Bio-inspired jellyfish microparticles from microfluidics

No-spherical particles have attracted increasing interest due to their shape anisotropy. However, the current methods to prepare anisotropic particles suffer from complex generation processes and limited shape diversity. Here, we develop a piezoelectric microfluidic system to generate complex flow configurations and fabricate jellyfish-like microparticles. In this delicate system, the piezoelectric vibration could evolve a jellyfish-like flow configuration in the microchannel and the in situ photopolymerization could instantly capture the flow architecture. The sizes and morphologies of the particles are precisely controlled by tuning the piezoelectric and microfluidic parameters.

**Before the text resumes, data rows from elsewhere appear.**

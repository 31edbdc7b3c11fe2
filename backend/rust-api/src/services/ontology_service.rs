use anyhow::{Context, Result};
use redis::aio::ConnectionManager;
use std::sync::Arc;

use crate::metrics::{record_cache_hit, record_cache_miss, record_cache_operation};
use crate::models::selection::TopicEntry;
use crate::services::store::ExamStore;

const CACHE_KEY: &str = "ontology:topics:v1";
const CACHE_TTL: u64 = 300; // 5 minutes

/// Topic/subtopic source for the criteria selector.
///
/// Lookup order is Redis cache, then the `ontology` store collection, then a
/// hardcoded list. The cache is an optimisation only and may be lost at any time.
pub struct OntologyService {
    store: Arc<dyn ExamStore>,
    redis: Option<ConnectionManager>,
}

impl OntologyService {
    pub fn new(store: Arc<dyn ExamStore>, redis: Option<ConnectionManager>) -> Self {
        Self { store, redis }
    }

    /// Never fails; an unavailable ontology degrades to [`fallback_topics`].
    pub async fn topics(&self) -> Vec<TopicEntry> {
        if let Some(cached) = self.cached().await {
            record_cache_hit();
            return cached;
        }
        record_cache_miss();

        match self.store.list_ontology().await {
            Ok(entries) => {
                let entries = sanitize(entries);
                if !entries.is_empty() {
                    if let Err(e) = self.cache(&entries).await {
                        tracing::debug!("Ontology cache write skipped: {}", e);
                    }
                    return entries;
                }
                tracing::warn!("Ontology collection is empty; using built-in topic list");
            }
            Err(e) => {
                tracing::warn!("Ontology unavailable ({}); using built-in topic list", e);
            }
        }
        fallback_topics()
    }

    async fn cached(&self) -> Option<Vec<TopicEntry>> {
        let mut conn = self.redis.clone()?;
        let raw: Option<String> = match redis::cmd("GET")
            .arg(CACHE_KEY)
            .query_async(&mut conn)
            .await
        {
            Ok(raw) => {
                record_cache_operation("get", true);
                raw
            }
            Err(e) => {
                record_cache_operation("get", false);
                tracing::debug!("Ontology cache read failed: {}", e);
                return None;
            }
        };
        raw.and_then(|raw| serde_json::from_str::<Vec<TopicEntry>>(&raw).ok())
            .filter(|entries| !entries.is_empty())
    }

    async fn cache(&self, entries: &[TopicEntry]) -> Result<()> {
        let Some(mut conn) = self.redis.clone() else {
            return Ok(());
        };
        let payload = serde_json::to_string(entries)?;
        let result = redis::cmd("SETEX")
            .arg(CACHE_KEY)
            .arg(CACHE_TTL)
            .arg(payload)
            .query_async::<()>(&mut conn)
            .await
            .context("Failed to cache ontology");
        record_cache_operation("setex", result.is_ok());
        result
    }
}

fn sanitize(entries: Vec<TopicEntry>) -> Vec<TopicEntry> {
    entries
        .into_iter()
        .filter(|entry| !entry.topic.trim().is_empty())
        .map(|entry| TopicEntry {
            topic: entry.topic.trim().to_string(),
            subtopics: entry
                .subtopics
                .into_iter()
                .map(|s| s.trim().to_string())
                .filter(|s| !s.is_empty())
                .collect(),
        })
        .collect()
}

/// Built-in frontend topic list used when no ontology is reachable.
pub fn fallback_topics() -> Vec<TopicEntry> {
    let entry = |topic: &str, subtopics: &[&str]| TopicEntry {
        topic: topic.to_string(),
        subtopics: subtopics.iter().map(|s| s.to_string()).collect(),
    };
    vec![
        entry(
            "JavaScript",
            &["Closures", "Event Loop", "Promises", "Prototypes", "Scope"],
        ),
        entry(
            "React",
            &["Hooks", "State Management", "Rendering", "Context", "Performance"],
        ),
        entry("CSS", &["Flexbox", "Grid", "Specificity", "Box Model", "Animations"]),
        entry("HTML", &["Semantics", "Forms", "Accessibility", "Metadata"]),
        entry("TypeScript", &["Generics", "Type Narrowing", "Utility Types", "Interfaces"]),
        entry(
            "Web Performance",
            &["Core Web Vitals", "Caching", "Lazy Loading", "Bundling"],
        ),
        entry("Browser APIs", &["DOM", "Fetch", "Storage", "Web Workers"]),
    ]
}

Besides, multi-compartmental microparticles with a dual-layer structure are achieved by modifying the injecting channel geometry. Moreover, such unique a shape endows the particles with flexible motion ability especially when stimuli-responsive materials are incorporated. Based on that, we demonstrate the capability of the jellyfish-like microparticles in highly efficient adsorption of organic pollutants under external control. Thus, it is believed that such jellyfish-like microparticles are highly versatile in potential applications and the piezoelectric-integrated microfluidic strategy could open an avenue for the creation of such anisotropic particles.

Automated summary

A piezoelectric microfluidic system is developed to generate complex flow configurations and fabricate jellyfish-like microparticles with precise control over size and morphology. By modifying the injecting channel geometry, multi-compartmental microparticles with a dual-layer structure can be achieved. These jellyfish-like microparticles exhibit flexible motion ability, especially when incorporating stimuli-responsive materials.